[Collected data]
⁂
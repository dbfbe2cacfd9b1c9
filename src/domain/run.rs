//! Aggregate diagnostics for one pipeline pass.
//!
//! A run is a single `Enumerate → {PerMessage}* → Done` pass over the
//! mailbox. Nothing here is persisted; the summary is logged and optionally
//! printed as JSON.

use chrono::{DateTime, Utc};
use serde::{Deserialize, Serialize};
use uuid::Uuid;

use super::download::DownloadResult;

/// Counters collected over a pipeline run
#[derive(Debug, Clone, Serialize, Deserialize)]
pub struct RunSummary {
    /// Unique identifier for this run
    pub id: Uuid,

    /// Current state of the run
    pub state: RunState,

    /// When the run started
    pub started_at: DateTime<Utc>,

    /// When the run finished (if applicable)
    pub finished_at: Option<DateTime<Utc>>,

    /// Identifiers returned by the source (including duplicates)
    pub messages_seen: usize,

    /// Already in the ledger, or listed twice
    pub messages_skipped: usize,

    /// Fully attempted and marked in the ledger
    pub messages_processed: usize,

    /// Left unmarked because the body could not be fetched
    pub messages_fetch_failed: usize,

    /// Processed messages that contained no qualifying link
    pub messages_without_links: usize,

    pub urls_attempted: usize,
    pub urls_succeeded: usize,
    pub urls_failed: usize,

    /// Links that appeared more than once in the same message
    pub urls_duplicated: usize,

    /// Files written into the output directory
    pub files_published: usize,
}

impl RunSummary {
    /// Start a new run
    pub fn new() -> Self {
        Self::with_id(Uuid::new_v4())
    }

    pub fn with_id(id: Uuid) -> Self {
        Self {
            id,
            state: RunState::Running,
            started_at: Utc::now(),
            finished_at: None,
            messages_seen: 0,
            messages_skipped: 0,
            messages_processed: 0,
            messages_fetch_failed: 0,
            messages_without_links: 0,
            urls_attempted: 0,
            urls_succeeded: 0,
            urls_failed: 0,
            urls_duplicated: 0,
            files_published: 0,
        }
    }

    /// Tally one download attempt
    pub fn record_download(&mut self, result: &DownloadResult) {
        self.urls_attempted += 1;
        if result.is_success() {
            self.urls_succeeded += 1;
            self.files_published += result.published().len();
        } else {
            self.urls_failed += 1;
        }
    }

    /// Close the run with a final state
    pub fn finish(&mut self, state: RunState) {
        self.state = state;
        self.finished_at = Some(Utc::now());
    }

    /// Check if the run is still in progress
    pub fn is_running(&self) -> bool {
        matches!(self.state, RunState::Running)
    }
}

impl Default for RunSummary {
    fn default() -> Self {
        Self::new()
    }
}

/// State of a pipeline run
#[derive(Debug, Clone, PartialEq, Eq, Serialize, Deserialize)]
#[serde(rename_all = "snake_case", tag = "status")]
pub enum RunState {
    /// Currently executing
    Running,

    /// Enumeration finished; per-message failures may still have happened
    Completed,

    /// Stopped early by a cancellation request
    Cancelled,
}

impl Default for RunState {
    fn default() -> Self {
        Self::Running
    }
}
⁂
All of the entries above must be transcribed exactly.

- [Written solution]:
repository dbfbe2cacfd9b1c9
filename src/domain/run.rs
//! Aggregate diagnostics for one pipeline pass.
//!
//! A run is a single `Enumerate → {PerMessage}* → Done` pass over the
//! mailbox. Nothing here is persisted; the summary is logged and optionally
//! printed as JSON.

use chrono::{DateTime, Utc};
use serde::{Deserialize, Serialize};
use uuid::Uuid;

use super::download::DownloadResult;

/// Counters collected over a pipeline run
#[derive(Debug, Clone, Serialize, Deserialize)]
pub struct RunSummary {
    /// Unique identifier for this run
    pub id: Uuid,

    /// Current state of the run
    pub state: RunState,

    /// When the run started
    pub started_at: DateTime<Utc>,

    /// When the run finished (if applicable)
    pub finished_at: Option<DateTime<Utc>>,

    /// Identifiers returned by the source (including duplicates)
    pub messages_seen: usize,

    /// Already in the ledger, or listed twice
    pub messages_skipped: usize,

    /// Fully attempted and marked in the ledger
    pub messages_processed: usize,

    /// Left unmarked because the body could not be fetched
    pub messages_fetch_failed: usize,

    /// Processed messages that contained no qualifying link
    pub messages_without_links: usize,

    pub urls_attempted: usize,
    pub urls_succeeded: usize,
    pub urls_failed: usize,

    /// Links that appeared more than once in the same message
    pub urls_duplicated: usize,

    /// Files written into the output directory
    pub files_published: usize,
}

impl RunSummary {
    /// Start a new run
    pub fn new() -> Self {
        Self::with_id(Uuid::new_v4())
    }

    pub fn with_id(id: Uuid) -> Self {
        Self {
            id,
            state: RunState::Running,
            started_at: Utc::now(),
            finished_at: None,
            messages_seen: 0,
            messages_skipped: 0,
            messages_processed: 0,
            messages_fetch_failed: 0,
            messages_without_links: 0,
            urls_attempted: 0,
            urls_succeeded: 0,
            urls_failed: 0,
            urls_duplicated: 0,
            files_published: 0,
        }
    }

    /// Tally one download attempt
    pub fn record_download(&mut self, result: &DownloadResult) {
        self.urls_attempted += 1;
        if result.is_success() {
            self.urls_succeeded += 1;
            self.files_published += result.published().len();
        } else {
            self.urls_failed += 1;
        }
    }

    /// Close the run with a final state
    pub fn finish(&mut self, state: RunState) {
        self.state = state;
        self.finished_at = Some(Utc::now());
    }

    /// Check if the run is still in progress
    pub fn is_running(&self) -> bool {
        matches!(self.state, RunState::Running)
    }
}

impl Default for RunSummary {
    fn default() -> Self {
        Self::new()
    }
}

/// State of a pipeline run
#[derive(Debug, Clone, PartialEq, Eq, Serialize, Deserialize)]
#[serde(rename_all = "snake_case", tag = "status")]
pub enum RunState {
    /// Currently executing
    Running,

    /// Enumeration finished; per-message failures may still have happened
    Completed,

    /// Stopped early by a cancellation request
    Cancelled,
}

impl Default for RunState {
    fn default() -> Self {
        Self::Running
    }
}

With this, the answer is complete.